Louze – Troyes : 79 km

Départ difficile. J’ai de beaux coups de soleil et j’aurais bien fait une grâce matinée.

J’emprunte un chemisier à manches longues pour me préserver du soleil car ma crème était avec le matériel que j’avais remis à Régine… Sans commentaires.

C’est la première fois que je vais pédaler dans la soie.

Encore des côtes même si elles sont moins féroces que celles d’hier, je peine. Et je côtoie rapidement les sites de l’Andra dont Morvillers.  Ca me donne des frisons. Pas un chat dans les villages, que quelques vieux qui baissent la tête quand je passe, même pas moyens de leur donner un tract. Les maisons des cultivateurs sont impeccables, refaites pour la plupart à neuf. De beaux gîtes ruraux invitent le touriste de passage. Il paraît que les sous de l’Andra sont aussi distribués aux habitants qui le désirent pour retaper leur maison. D’où l’expression : « L’argent qui dégouline et qui achète les consciences…

Coup de téléphone de Monique l’ancienne Présidente de Peuples Solidaires, je vais la voir à Blois en passant dans quelques jours, mais elle m’annonce le décès qu’une autre militante Marie Odile de Villeurbanne à qui j’avais d’ailleurs rendu visite à Lyon lorsqu’elle était hospitalisée. Une vraie militante écolo qui mangeait bio. Comment l’a-t-elle attrapé son cancer ?

Cette nouvelle ne fait qu’ajouter à mon mal être du moment.

Je n’avance pas vite, je m’arrête sur les bords du lac d’Amance à 32 km au compteur.
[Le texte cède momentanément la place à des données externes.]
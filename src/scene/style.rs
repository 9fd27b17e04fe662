use std::fs::File;
use std::io::BufReader;
use std::path::Path;

use serde::{Deserialize, Serialize};

use crate::foundation::core::{PixelSize, Vec2};
use crate::foundation::error::{WalliError, WalliResult};
use crate::scene::validate::{FieldErrors, validate_style, validate_style_json};

/// Every user-controlled compositing input, passed whole into each render.
///
/// JSON field names are camelCase (`canvasSize`, `imageOffset`, `borderRadiusPercent`, ...).
/// Missing fields take their defaults.
#[derive(Clone, Debug, PartialEq, Serialize, Deserialize)]
#[serde(rename_all = "camelCase", default)]
pub struct StyleParameters {
    /// Target output resolution.
    pub canvas_size: PixelSize,
    /// Canvas fill as `#rgb` or `#rrggbb`.
    pub background_color: String,
    /// Multiplier on the source image's natural size.
    pub image_scale: f64,
    /// Displacement of the image block from canvas center, in export pixels.
    pub image_offset: Vec2,
    /// Corner rounding as a percentage of the scaled image's shorter side.
    pub border_radius_percent: u32,
    /// Border drawn outward from the image edge.
    pub border: BorderStyle,
    /// Drop shadow behind the bordered block.
    pub shadow: ShadowStyle,
    /// Text stamped near the bottom of the block.
    pub watermark: WatermarkStyle,
}

impl Default for StyleParameters {
    fn default() -> Self {
        Self {
            canvas_size: PixelSize::new(1080, 1350),
            background_color: "#ffffff".to_owned(),
            image_scale: 1.0,
            image_offset: Vec2::ZERO,
            border_radius_percent: 0,
            border: BorderStyle::default(),
            shadow: ShadowStyle::default(),
            watermark: WatermarkStyle::default(),
        }
    }
}

/// Border settings.
#[derive(Clone, Debug, PartialEq, Serialize, Deserialize)]
#[serde(rename_all = "camelCase", default)]
pub struct BorderStyle {
    /// Draw the border at all.
    pub enabled: bool,
    /// Width in export pixels, `0..=30`.
    pub width_px: f64,
    /// Border fill as a hex color.
    pub color: String,
}

impl Default for BorderStyle {
    fn default() -> Self {
        Self {
            enabled: false,
            width_px: 4.0,
            color: "#ffffff".to_owned(),
        }
    }
}

/// Drop shadow settings, in export pixels.
#[derive(Clone, Debug, PartialEq, Serialize, Deserialize)]
#[serde(rename_all = "camelCase", default)]
pub struct ShadowStyle {
    /// Horizontal offset.
    pub offset_x: f64,
    /// Vertical offset.
    pub offset_y: f64,
    /// Blur amount (canvas `shadowBlur` convention).
    pub blur_px: f64,
    /// Shadow opacity, `0..=100`.
    pub opacity_percent: f64,
}

impl Default for ShadowStyle {
    fn default() -> Self {
        Self {
            offset_x: 0.0,
            offset_y: 4.0,
            blur_px: 8.0,
            opacity_percent: 20.0,
        }
    }
}

/// Horizontal watermark anchor.
#[derive(Clone, Copy, Debug, Default, PartialEq, Eq, Hash, Serialize, Deserialize)]
#[serde(rename_all = "lowercase")]
pub enum WatermarkPosition {
    /// Anchored at the left inner edge.
    Left,
    /// Centered on the block.
    Center,
    /// Anchored at the right inner edge.
    #[default]
    Right,
}

/// Watermark settings.
#[derive(Clone, Debug, PartialEq, Serialize, Deserialize)]
#[serde(rename_all = "camelCase", default)]
pub struct WatermarkStyle {
    /// Draw the watermark at all.
    pub enabled: bool,
    /// Text to draw; empty disables the watermark.
    pub text: String,
    /// Text opacity, `0..=100`.
    pub opacity_percent: f64,
    /// Font size as a percentage of the scaled image height, `1..=15`.
    pub size_percent: f64,
    /// Text color as a hex color.
    pub color: String,
    /// CSS-style family list.
    pub font_family: String,
    /// Horizontal anchor.
    pub position: WatermarkPosition,
}

impl Default for WatermarkStyle {
    fn default() -> Self {
        Self {
            enabled: false,
            text: String::new(),
            opacity_percent: 50.0,
            size_percent: 5.0,
            color: "#ffffff".to_owned(),
            font_family: "Arial, sans-serif".to_owned(),
            position: WatermarkPosition::Right,
        }
    }
}

impl BorderStyle {
    /// `true` when the border contributes any width.
    pub fn is_active(&self) -> bool {
        self.enabled && self.width_px > 0.0
    }
}

impl WatermarkStyle {
    /// `true` when the watermark is enabled and has text.
    pub fn is_active(&self) -> bool {
        self.enabled && !self.text.is_empty()
    }
}

impl StyleParameters {
    /// Parse style parameters from a JSON reader.
    ///
    /// Non-integer canvas dimensions are reported as field errors rather than a generic parse
    /// failure.
    pub fn from_reader<R: std::io::Read>(r: R) -> WalliResult<Self> {
        let value: serde_json::Value = serde_json::from_reader(r)
            .map_err(|e| WalliError::serde(format!("parse style JSON: {e}")))?;
        Self::from_json_value(value)
    }

    /// Parse style parameters from an already-parsed JSON value.
    pub fn from_json_value(value: serde_json::Value) -> WalliResult<Self> {
        let pre = validate_style_json(&value);
        if !pre.is_empty() {
            return Err(WalliError::validation(FieldErrors { errors: pre }.to_string()));
        }
        serde_json::from_value(value)
            .map_err(|e| WalliError::serde(format!("decode style parameters: {e}")))
    }

    /// Parse style parameters from a JSON file on disk.
    pub fn from_path(path: impl AsRef<Path>) -> WalliResult<Self> {
        let path = path.as_ref();
        let f = File::open(path).map_err(|e| {
            WalliError::validation(format!("open style JSON '{}': {e}", path.display()))
        })?;
        Self::from_reader(BufReader::new(f))
    }

    /// Check every field against its documented range.
    pub fn validate(&self) -> WalliResult<()> {
        let errors = validate_style(self);
        if errors.is_empty() {
            return Ok(());
        }
        Err(WalliError::validation(FieldErrors { errors }.to_string()))
    }
}

#[cfg(test)]
#[path = "../../tests/unit/scene/style.rs"]
mod tests;
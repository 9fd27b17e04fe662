pub mod color;
pub mod decode;
pub mod fonts;
pub mod source;
use super::*;

#[test]
fn family_list_is_split_and_unquoted() {
    assert_eq!(
        parse_family_list(" 'Open Sans', \"Helvetica Neue\" ,Arial, sans-serif "),
        vec!["Open Sans", "Helvetica Neue", "Arial", "sans-serif"]
    );
    assert!(parse_family_list(" , ").is_empty());
}

#[test]
fn generic_names_are_case_insensitive() {
    assert!(matches!(
        generic_family("Sans-Serif"),
        Some(fontdb::Family::SansSerif)
    ));
    assert!(generic_family("Arial").is_none());
}

#[test]
fn empty_library_cannot_resolve() {
    let lib = FontLibrary::new();
    assert_eq!(lib.face_count(), 0);
    let err = lib.resolve("Arial, sans-serif").unwrap_err();
    assert!(matches!(err, WalliError::Render(_)));
}

#[test]
fn family_names_are_sorted_and_unique() {
    assert!(FontLibrary::new().family_names().is_empty());

    let lib = FontLibrary::with_system_fonts();
    let names = lib.family_names();
    assert!(names.len() <= lib.face_count());
    assert!(names.windows(2).all(|w| w[0] < w[1]), "{names:?}");
}

#[test]
fn layout_rejects_non_positive_size() {
    let mut engine = TextLayoutEngine::new();
    let font = ResolvedFont {
        family: "none".to_owned(),
        index: 0,
        data: Arc::new(Vec::new()),
        key: 0,
    };
    assert!(
        engine
            .layout_line("x", &font, 0.0, TextBrushRgba8::default())
            .is_err()
    );
}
Je ne savais pas mais il existe une voie verte qui va m’amener à Troyes directement. Mais la ville est encore bien éloignée. Reynal, mon prochain correspondant,  viendra à ma rencontre.

J’allège la remorque du poids du melon. Je n’ai pas trouvé de pain. A la maison du parc, je m’offrirai une crêpe ce qui me redonne de l’élan, je remonte la moyenne.

Et puis, à partir du moment où j’ai pris cette vélo voie vers Troyes tout baigne plus de côte.

Je le retrouverai facilement, il fera une photo devant un déversoir qui était censé réguler les eaux de la Seine mais dans les faits, il servirait aussi et surtout à la centrale de Nogent qui n’est pas très loin.

Puis, c’est Mireille une autre militante qui arrive. Nouvelle photo pour les blogs, il faut faire connaître Bure 365.

Nous arrivons ensuite sur la place de l’hôtel de ville où nous allons distribuer une centaine de tracts.

Puis, nous arrivons au 123, avenue Gallieni à Sainte Savine, c’est un peu l’auberge espagnole, là,  je serai interviewée par une jeune  journaliste. On file ensuite vers la salle pour la projection du film de Dominique Hennequin : Déchets radioactifs, 100 000 ans sous nos pieds ?

Ce film relate bien la dimension du projet, il fait parler les deux parties et pose les bons problèmes.

Les participants sont surpris de l’ampleur de ce projet ?

 

 

Un bon débat s’en est suivi, cela fait du bien.

Après repas tiré du sac chez Reynald et Marianne. Belle et bonne ambiance, il y avait du monde autour de la table !

J’ai mangé un bon plat de pâtes pour me redonner de la force à vélo.